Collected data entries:
• • • •

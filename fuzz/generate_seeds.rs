#!/usr/bin/env -S cargo +nightly -Zscript
//! Generate seed corpus files for fuzzing.
//! Run: cargo +nightly -Zscript fuzz/generate_seeds.rs

fn header(image_type: u8, palette: Option<(u16, u8)>, w: u16, h: u16, bits: u8, desc: u8) -> Vec<u8> {
    let mut out = vec![0u8; 18];
    out[2] = image_type;
    if let Some((len, entry_bits)) = palette {
        out[1] = 1;
        out[5..7].copy_from_slice(&len.to_le_bytes());
        out[7] = entry_bits;
    }
    out[12..14].copy_from_slice(&w.to_le_bytes());
    out[14..16].copy_from_slice(&h.to_le_bytes());
    out[16] = bits;
    out[17] = desc;
    out
}

fn main() {
    use std::fs;
    let dir = "fuzz/corpus/fuzz_decode";
    fs::create_dir_all(dir).unwrap();

    // Truecolour 2x2, 24-bit, bottom-up
    let mut bgr = header(2, None, 2, 2, 24, 0x00);
    bgr.extend_from_slice(&[0, 0, 255, 0, 255, 0, 255, 0, 0, 128, 128, 128]);
    fs::write(format!("{dir}/bgr_2x2.tga"), &bgr).unwrap();

    // Truecolour 1x1, 32-bit, top-down, with footer
    let mut bgra = header(2, None, 1, 1, 32, 0x28);
    bgra.extend_from_slice(&[1, 2, 3, 255]);
    bgra.extend_from_slice(&[0u8; 8]);
    bgra.extend_from_slice(b"TRUEVISION-XFILE.\0");
    fs::write(format!("{dir}/bgra_footer_1x1.tga"), &bgra).unwrap();

    // Indexed 4x1 with a 2-entry 24-bit palette and a 3-byte ID
    let mut indexed = header(1, Some((2, 24)), 4, 1, 8, 0x20);
    indexed[0] = 3;
    indexed.extend_from_slice(b"zen");
    indexed.extend_from_slice(&[0, 0, 0, 255, 255, 255]);
    indexed.extend_from_slice(&[0, 1, 1, 0]);
    fs::write(format!("{dir}/indexed_4x1.tga"), &indexed).unwrap();

    // RLE grayscale 8x1: run of 5 then 3 literals
    let mut rle_gray = header(11, None, 8, 1, 8, 0x00);
    rle_gray.extend_from_slice(&[0x84, 7, 0x02, 1, 2, 3]);
    fs::write(format!("{dir}/rle_gray_8x1.tga"), &rle_gray).unwrap();

    // RLE 16-bit 3x1
    let mut rle_16 = header(10, None, 3, 1, 16, 0x01);
    rle_16.extend_from_slice(&[0x82, 0x1f, 0x80]);
    fs::write(format!("{dir}/rle_5551_3x1.tga"), &rle_16).unwrap();

    // Truncated/malformed seeds for edge coverage
    fs::write(format!("{dir}/empty.bin"), b"").unwrap();
    fs::write(format!("{dir}/short_header.bin"), &bgr[..10]).unwrap();
    fs::write(format!("{dir}/truncated_pixels.bin"), &bgr[..20]).unwrap();
    fs::write(format!("{dir}/truncated_palette.bin"), &indexed[..24]).unwrap();
    let mut overrun = header(11, None, 2, 1, 8, 0x00);
    overrun.extend_from_slice(&[0x7f, 1]);
    fs::write(format!("{dir}/rle_overrun.bin"), &overrun).unwrap();

    println!("Generated seed corpus in {dir}/");
}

• • • •

• **Exercise objective**: Your response must consist of every line above, reproduced exactly.

• **Exercise answer**:
filename fuzz/generate_seeds.rs
#!/usr/bin/env -S cargo +nightly -Zscript
//! Generate seed corpus files for fuzzing.
//! Run: cargo +nightly -Zscript fuzz/generate_seeds.rs

fn header(image_type: u8, palette: Option<(u16, u8)>, w: u16, h: u16, bits: u8, desc: u8) -> Vec<u8> {
    let mut out = vec![0u8; 18];
    out[2] = image_type;
    if let Some((len, entry_bits)) = palette {
        out[1] = 1;
        out[5..7].copy_from_slice(&len.to_le_bytes());
        out[7] = entry_bits;
    }
    out[12..14].copy_from_slice(&w.to_le_bytes());
    out[14..16].copy_from_slice(&h.to_le_bytes());
    out[16] = bits;
    out[17] = desc;
    out
}

fn main() {
    use std::fs;
    let dir = "fuzz/corpus/fuzz_decode";
    fs::create_dir_all(dir).unwrap();

    // Truecolour 2x2, 24-bit, bottom-up
    let mut bgr = header(2, None, 2, 2, 24, 0x00);
    bgr.extend_from_slice(&[0, 0, 255, 0, 255, 0, 255, 0, 0, 128, 128, 128]);
    fs::write(format!("{dir}/bgr_2x2.tga"), &bgr).unwrap();

    // Truecolour 1x1, 32-bit, top-down, with footer
    let mut bgra = header(2, None, 1, 1, 32, 0x28);
    bgra.extend_from_slice(&[1, 2, 3, 255]);
    bgra.extend_from_slice(&[0u8; 8]);
    bgra.extend_from_slice(b"TRUEVISION-XFILE.\0");
    fs::write(format!("{dir}/bgra_footer_1x1.tga"), &bgra).unwrap();

    // Indexed 4x1 with a 2-entry 24-bit palette and a 3-byte ID
    let mut indexed = header(1, Some((2, 24)), 4, 1, 8, 0x20);
    indexed[0] = 3;
    indexed.extend_from_slice(b"zen");
    indexed.extend_from_slice(&[0, 0, 0, 255, 255, 255]);
    indexed.extend_from_slice(&[0, 1, 1, 0]);
    fs::write(format!("{dir}/indexed_4x1.tga"), &indexed).unwrap();

    // RLE grayscale 8x1: run of 5 then 3 literals
    let mut rle_gray = header(11, None, 8, 1, 8, 0x00);
    rle_gray.extend_from_slice(&[0x84, 7, 0x02, 1, 2, 3]);
    fs::write(format!("{dir}/rle_gray_8x1.tga"), &rle_gray).unwrap();

    // RLE 16-bit 3x1
    let mut rle_16 = header(10, None, 3, 1, 16, 0x01);
    rle_16.extend_from_slice(&[0x82, 0x1f, 0x80]);
    fs::write(format!("{dir}/rle_5551_3x1.tga"), &rle_16).unwrap();

    // Truncated/malformed seeds for edge coverage
    fs::write(format!("{dir}/empty.bin"), b"").unwrap();
    fs::write(format!("{dir}/short_header.bin"), &bgr[..10]).unwrap();
    fs::write(format!("{dir}/truncated_pixels.bin"), &bgr[..20]).unwrap();
    fs::write(format!("{dir}/truncated_palette.bin"), &indexed[..24]).unwrap();
    let mut overrun = header(11, None, 2, 1, 8, 0x00);
    overrun.extend_from_slice(&[0x7f, 1]);
    fs::write(format!("{dir}/rle_overrun.bin"), &overrun).unwrap();

    println!("Generated seed corpus in {dir}/");
}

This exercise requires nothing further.